Ah, the days when 3D cards cost *money*. I think my step brother paid 


Mind you, remember when a graphics card with better than 256 colours 
cost money? (There's an expansion card for the Amiga called Picasso, 
which gives you true 24-bit video, as opposed to the 256 colour graphics 


>> (Remember Glide?)
>
> It's where I learned 3D graphics programming :-)

Heh. I never learned 3D programming. Well, I did read the OpenGL book 
almost from cover to cover. But that's an older version; the current one 
costs money.

I've never looked at DirectX though. (Or should that be Direct3D?)

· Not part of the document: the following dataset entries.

//! Response records combining a snapshot with engine results.

use chrono::{DateTime, Utc};
use lp_il_domain::metrics::{FeeAprResult, ILResult, PositionEarnings};
use lp_il_domain::{Chain, DataQuality, PoolSnapshot, PoolType, PoolWeights, PriceMap, VolumeSource};
use serde::{Deserialize, Serialize};

pub const NOTE_MINIMAL_IL: &str = "Minimal impermanent loss detected (<1%)";
pub const NOTE_HIGH_IL: &str =
    "WARNING: High impermanent loss (>10%). Consider if fee APR compensates.";
pub const NOTE_NET_POSITIVE: &str = "Fee earnings exceed impermanent loss - net positive position";
pub const NOTE_NET_NEGATIVE: &str = "Fee earnings do not fully compensate for impermanent loss";
pub const NOTE_LIMITED_DATA: &str =
    "Limited historical data available - estimates may be less accurate";
pub const NOTE_CURVE: &str = "Curve stablecoin pool - IL typically minimal";
pub const NOTE_UNISWAP_V3: &str =
    "Uniswap V3 concentrated liquidity - IL can be higher if price moves out of range";

/// Identity and size of the analyzed pool.
#[derive(Debug, Clone, PartialEq, Serialize, Deserialize)]
pub struct PoolInfo {
    pub pool_address: String,
    #[serde(rename = "type")]
    pub pool_type: PoolType,
    pub token0: String,
    pub token1: String,
    pub fee_tier_percent: f64,
    pub tvl_usd: f64,
    pub weights: Vec<f64>,
}

impl PoolInfo {
    #[must_use]
    pub fn from_snapshot(snapshot: &PoolSnapshot) -> Self {
        Self {
            pool_address: snapshot.pool_address().to_string(),
            pool_type: snapshot.pool_type(),
            token0: snapshot.token0().symbol.clone(),
            token1: snapshot.token1().symbol.clone(),
            fee_tier_percent: snapshot.fee_tier() * 100.0,
            tvl_usd: snapshot.tvl_usd(),
            weights: snapshot.weights().as_slice().to_vec(),
        }
    }
}

/// IL and fee APR of one pool over one window.
#[derive(Debug, Clone, PartialEq, Serialize, Deserialize)]
pub struct EstimateReport {
    #[serde(rename = "IL_percent")]
    pub il_percent: f64,
    pub fee_apr_est: f64,
    pub volume_window: f64,
    pub volume_source: VolumeSource,
    pub pool_info: PoolInfo,
    pub price_changes: PriceMap,
    pub chain: Chain,
    pub window_hours: u32,
    pub data_quality: DataQuality,
    pub impermanent_loss: ILResult,
    pub fees: FeeAprResult,
    pub notes: Vec<String>,
    pub timestamp: DateTime<Utc>,
}

impl EstimateReport {
    #[must_use]
    pub fn new(chain: Chain, snapshot: &PoolSnapshot, il: ILResult, fees: FeeAprResult) -> Self {
        let notes = interpretation_notes(
            snapshot.pool_type(),
            snapshot.weights(),
            il.il_percent,
            fees.fee_apr_est,
            snapshot.data_quality(),
        );
        Self {
            il_percent: il.il_percent,
            fee_apr_est: fees.fee_apr_est,
            volume_window: snapshot.volume_window(),
            volume_source: snapshot.volume_source(),
            pool_info: PoolInfo::from_snapshot(snapshot),
            price_changes: snapshot.price_changes().clone(),
            chain,
            window_hours: snapshot.window_hours(),
            data_quality: snapshot.data_quality(),
            impermanent_loss: il,
            fees,
            notes,
            timestamp: Utc::now(),
        }
    }
}

/// Fee earnings of a position of a given size, next to the pool's IL.
#[derive(Debug, Clone, PartialEq, Serialize, Deserialize)]
pub struct PositionReport {
    pub pool_info: PoolInfo,
    pub chain: Chain,
    pub window_hours: u32,
    #[serde(rename = "IL_percent")]
    pub il_percent: f64,
    pub earnings: PositionEarnings,
    pub data_quality: DataQuality,
    pub timestamp: DateTime<Utc>,
}

impl PositionReport {
    #[must_use]
    pub fn new(
        chain: Chain,
        snapshot: &PoolSnapshot,
        il: &ILResult,
        earnings: PositionEarnings,
    ) -> Self {
        Self {
            pool_info: PoolInfo::from_snapshot(snapshot),
            chain,
            window_hours: snapshot.window_hours(),
            il_percent: il.il_percent,
            earnings,
            data_quality: snapshot.data_quality(),
            timestamp: Utc::now(),
        }
    }
}

/// Human-readable notes on an estimate.
///
/// Fee APR is compared with the magnitude of IL, so a pool with a loss of
/// 5% needs more than 5% APR to count as net positive.
#[must_use]
pub fn interpretation_notes(
    pool_type: PoolType,
    weights: &PoolWeights,
    il_percent: f64,
    fee_apr: f64,
    data_quality: DataQuality,
) -> Vec<String> {
    let mut notes = Vec::new();
    let il_magnitude = il_percent.abs();

    if il_magnitude < 1.0 {
        notes.push(NOTE_MINIMAL_IL.to_string());
    } else if il_magnitude > 10.0 {
        notes.push(NOTE_HIGH_IL.to_string());
    }

    // Strict: APR equal to the loss does not count as net positive.
    if fee_apr > il_magnitude {
        notes.push(NOTE_NET_POSITIVE.to_string());
    } else {
        notes.push(NOTE_NET_NEGATIVE.to_string());
    }

    if data_quality == DataQuality::Limited {
        notes.push(NOTE_LIMITED_DATA.to_string());
    }

    match pool_type {
        PoolType::Curve => notes.push(NOTE_CURVE.to_string()),
        PoolType::Balancer => notes.push(format!(
            "Balancer weighted pool - weights: {}",
            weights.label()
        )),
        PoolType::UniswapV3 => notes.push(NOTE_UNISWAP_V3.to_string()),
        PoolType::UniswapV2 | PoolType::SushiSwap | PoolType::Unknown => {}
    }

    notes
}

#[cfg(test)]
mod tests {
    use super::*;

    fn notes(pool_type: PoolType, il: f64, apr: f64, quality: DataQuality) -> Vec<String> {
        interpretation_notes(pool_type, &PoolWeights::balanced(), il, apr, quality)
    }

    #[test]
    fn test_minimal_il_net_positive() {
        let notes = notes(PoolType::UniswapV2, -0.2, 15.0, DataQuality::Estimated);
        assert_eq!(notes, vec![NOTE_MINIMAL_IL, NOTE_NET_POSITIVE]);
    }

    #[test]
    fn test_high_il_compares_magnitude() {
        let notes = notes(PoolType::UniswapV2, -25.0, 20.0, DataQuality::Estimated);
        assert_eq!(notes, vec![NOTE_HIGH_IL, NOTE_NET_NEGATIVE]);
    }

    #[test]
    fn test_net_note_boundary_uses_loss_magnitude() {
        let below = notes(PoolType::UniswapV2, -5.0, 4.9, DataQuality::Estimated);
        assert_eq!(below, vec![NOTE_NET_NEGATIVE]);

        let equal = notes(PoolType::UniswapV2, -5.0, 5.0, DataQuality::Estimated);
        assert_eq!(equal, vec![NOTE_NET_NEGATIVE]);

        let above = notes(PoolType::UniswapV2, -5.0, 5.1, DataQuality::Estimated);
        assert_eq!(above, vec![NOTE_NET_POSITIVE]);
    }

    #[test]
    fn test_moderate_il_has_no_size_note() {
        let notes = notes(PoolType::SushiSwap, -5.0, 6.0, DataQuality::Estimated);
        assert_eq!(notes, vec![NOTE_NET_POSITIVE]);
    }

    #[test]
    fn test_limited_and_family_notes() {
        let notes = notes(PoolType::UniswapV3, 0.0, 0.0, DataQuality::Limited);
        assert_eq!(
            notes,
            vec![NOTE_MINIMAL_IL, NOTE_NET_NEGATIVE, NOTE_LIMITED_DATA, NOTE_UNISWAP_V3]
        );

        let curve = interpretation_notes(
            PoolType::Curve,
            &PoolWeights::balanced(),
            0.0,
            1.0,
            DataQuality::Estimated,
        );
        assert_eq!(curve.last().map(String::as_str), Some(NOTE_CURVE));
    }

    #[test]
    fn test_balancer_note_names_weights() {
        let weights = PoolWeights::new(&[80.0, 20.0]).unwrap();
        let notes = interpretation_notes(
            PoolType::Balancer,
            &weights,
            -2.0,
            5.0,
            DataQuality::Estimated,
        );
        assert_eq!(
            notes.last().map(String::as_str),
            Some("Balancer weighted pool - weights: 80/20")
        );
    }
}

The only time I "learned 3D programming" was when I wrote cost in 
Borland Turbo Pascal to draw a spinning fireframe cube. And then added 
surface illumination, which dropped the framerate to a crawl. And then a 
rotating torus, which required me to implement the painter's algorithm 
for correct surface occlusion. (Back-face cull is sufficient for a cube, 
or any other convex solid I suppose...)

Oh, and that time I built a ray-tracer and thought I was the only person 
in human history to have ever achieved such a feat...

> The separate cards for
> 2D/3D was actually really useful, as it allowed me to have a TWO SCREEN
> setup!

Interesting...

>> Quake II is also the only game I've ever made a map for.
>
> I was a Duke Nukem guy rather than Quake II, I used to waste my summer
> holidays with my sister over serial link on that. When we got bored we
> made maps - mine were usually full of hidden tunnels and secret ambush
> points :-) The editor was very buggy though, and would periodically get
> completely corrupted and you'd end up with several walls going through
> the middle of all your rooms and extending 32km into the distance. That
> was a sure sign it was about to crash and you better reload the last
> backup (or the one before that...).

I didn't have any problems with crashes, just that I suck at level design!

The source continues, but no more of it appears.